● Exercise brief
Give again, exactly as written, each line of the material below starting at the line that contains "pub struct FpsCounter" and ending at the line that contains "let fps = self.frame_count". Both ends count, and no other line does.

Start of Given records

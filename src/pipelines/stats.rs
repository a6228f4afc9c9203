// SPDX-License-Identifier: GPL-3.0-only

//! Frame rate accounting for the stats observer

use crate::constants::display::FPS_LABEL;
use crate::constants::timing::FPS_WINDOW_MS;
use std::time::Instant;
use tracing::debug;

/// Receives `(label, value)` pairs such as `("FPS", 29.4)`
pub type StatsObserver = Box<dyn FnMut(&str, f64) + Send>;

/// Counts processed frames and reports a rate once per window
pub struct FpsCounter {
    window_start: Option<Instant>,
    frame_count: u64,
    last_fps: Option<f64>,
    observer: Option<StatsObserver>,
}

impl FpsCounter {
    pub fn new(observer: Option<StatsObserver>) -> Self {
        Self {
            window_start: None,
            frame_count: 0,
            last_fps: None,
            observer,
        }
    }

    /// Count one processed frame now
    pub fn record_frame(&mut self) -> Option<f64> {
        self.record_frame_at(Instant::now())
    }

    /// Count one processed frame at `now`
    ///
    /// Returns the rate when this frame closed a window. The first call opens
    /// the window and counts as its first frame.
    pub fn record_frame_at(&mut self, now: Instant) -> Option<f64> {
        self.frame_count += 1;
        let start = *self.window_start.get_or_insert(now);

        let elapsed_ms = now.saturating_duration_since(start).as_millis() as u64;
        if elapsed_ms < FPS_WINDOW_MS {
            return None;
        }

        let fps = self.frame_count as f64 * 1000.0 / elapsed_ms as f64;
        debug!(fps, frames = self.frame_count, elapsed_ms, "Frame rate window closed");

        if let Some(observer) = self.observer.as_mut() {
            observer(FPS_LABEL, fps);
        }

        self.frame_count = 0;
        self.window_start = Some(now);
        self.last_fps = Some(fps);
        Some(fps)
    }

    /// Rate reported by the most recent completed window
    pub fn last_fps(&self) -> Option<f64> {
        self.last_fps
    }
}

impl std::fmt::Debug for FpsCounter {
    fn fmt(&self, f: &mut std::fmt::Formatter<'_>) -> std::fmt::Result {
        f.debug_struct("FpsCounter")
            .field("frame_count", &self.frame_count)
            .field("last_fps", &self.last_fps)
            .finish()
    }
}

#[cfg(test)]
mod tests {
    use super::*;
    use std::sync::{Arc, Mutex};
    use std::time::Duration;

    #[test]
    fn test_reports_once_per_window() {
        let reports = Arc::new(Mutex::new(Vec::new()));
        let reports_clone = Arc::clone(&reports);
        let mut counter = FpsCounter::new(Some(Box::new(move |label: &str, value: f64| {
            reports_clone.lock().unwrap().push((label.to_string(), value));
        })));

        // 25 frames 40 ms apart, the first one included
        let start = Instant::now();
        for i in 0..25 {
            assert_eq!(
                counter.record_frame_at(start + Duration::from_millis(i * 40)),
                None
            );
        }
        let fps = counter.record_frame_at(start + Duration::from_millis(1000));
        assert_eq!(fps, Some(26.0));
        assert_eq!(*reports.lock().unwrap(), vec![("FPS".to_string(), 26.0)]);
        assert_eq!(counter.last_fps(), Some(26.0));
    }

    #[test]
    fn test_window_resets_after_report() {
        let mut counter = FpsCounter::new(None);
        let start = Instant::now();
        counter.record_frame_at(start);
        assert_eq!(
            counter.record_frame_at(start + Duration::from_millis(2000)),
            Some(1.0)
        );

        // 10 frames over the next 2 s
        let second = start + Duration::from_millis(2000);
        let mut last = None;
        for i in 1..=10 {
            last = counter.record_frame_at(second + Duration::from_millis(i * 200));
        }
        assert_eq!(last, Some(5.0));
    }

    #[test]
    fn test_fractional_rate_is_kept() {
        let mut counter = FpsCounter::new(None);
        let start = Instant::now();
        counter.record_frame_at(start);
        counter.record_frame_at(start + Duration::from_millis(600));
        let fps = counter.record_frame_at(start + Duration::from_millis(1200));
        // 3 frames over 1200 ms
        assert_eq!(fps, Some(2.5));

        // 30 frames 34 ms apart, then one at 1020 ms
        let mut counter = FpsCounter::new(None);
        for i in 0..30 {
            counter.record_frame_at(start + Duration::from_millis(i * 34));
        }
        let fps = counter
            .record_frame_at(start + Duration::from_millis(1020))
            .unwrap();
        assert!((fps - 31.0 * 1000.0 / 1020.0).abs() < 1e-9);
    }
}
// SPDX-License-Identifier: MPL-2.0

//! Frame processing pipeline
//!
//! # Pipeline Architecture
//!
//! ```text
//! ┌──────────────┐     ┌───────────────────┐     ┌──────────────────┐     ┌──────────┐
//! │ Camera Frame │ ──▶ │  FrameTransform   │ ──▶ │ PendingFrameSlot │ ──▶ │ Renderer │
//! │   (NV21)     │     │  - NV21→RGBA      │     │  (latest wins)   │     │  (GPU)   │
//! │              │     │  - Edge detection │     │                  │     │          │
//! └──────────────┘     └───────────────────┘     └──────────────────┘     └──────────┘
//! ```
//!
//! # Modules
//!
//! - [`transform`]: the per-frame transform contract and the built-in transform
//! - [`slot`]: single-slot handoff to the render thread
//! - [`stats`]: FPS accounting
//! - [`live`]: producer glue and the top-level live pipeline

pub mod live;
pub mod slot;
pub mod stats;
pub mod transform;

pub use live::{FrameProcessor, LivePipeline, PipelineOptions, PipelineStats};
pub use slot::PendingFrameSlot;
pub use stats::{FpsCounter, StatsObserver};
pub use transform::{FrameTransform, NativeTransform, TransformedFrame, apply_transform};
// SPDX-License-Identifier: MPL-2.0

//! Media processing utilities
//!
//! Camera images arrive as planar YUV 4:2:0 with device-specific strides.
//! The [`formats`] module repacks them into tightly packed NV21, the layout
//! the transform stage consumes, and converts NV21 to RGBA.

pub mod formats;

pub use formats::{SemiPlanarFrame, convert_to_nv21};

End of Given records

● Answer for the task
pub struct FpsCounter {
    window_start: Option<Instant>,
    frame_count: u64,
    last_fps: Option<f64>,
    observer: Option<StatsObserver>,
}

impl FpsCounter {
    pub fn new(observer: Option<StatsObserver>) -> Self {
        Self {
            window_start: None,
            frame_count: 0,
            last_fps: None,
            observer,
        }
    }

    /// Count one processed frame now
    pub fn record_frame(&mut self) -> Option<f64> {
        self.record_frame_at(Instant::now())
    }

    /// Count one processed frame at `now`
    ///
    /// Returns the rate when this frame closed a window. The first call opens
    /// the window and counts as its first frame.
    pub fn record_frame_at(&mut self, now: Instant) -> Option<f64> {
        self.frame_count += 1;
        let start = *self.window_start.get_or_insert(now);

        let elapsed_ms = now.saturating_duration_since(start).as_millis() as u64;
        if elapsed_ms < FPS_WINDOW_MS {
            return None;
        }

        let fps = self.frame_count as f64 * 1000.0 / elapsed_ms as f64;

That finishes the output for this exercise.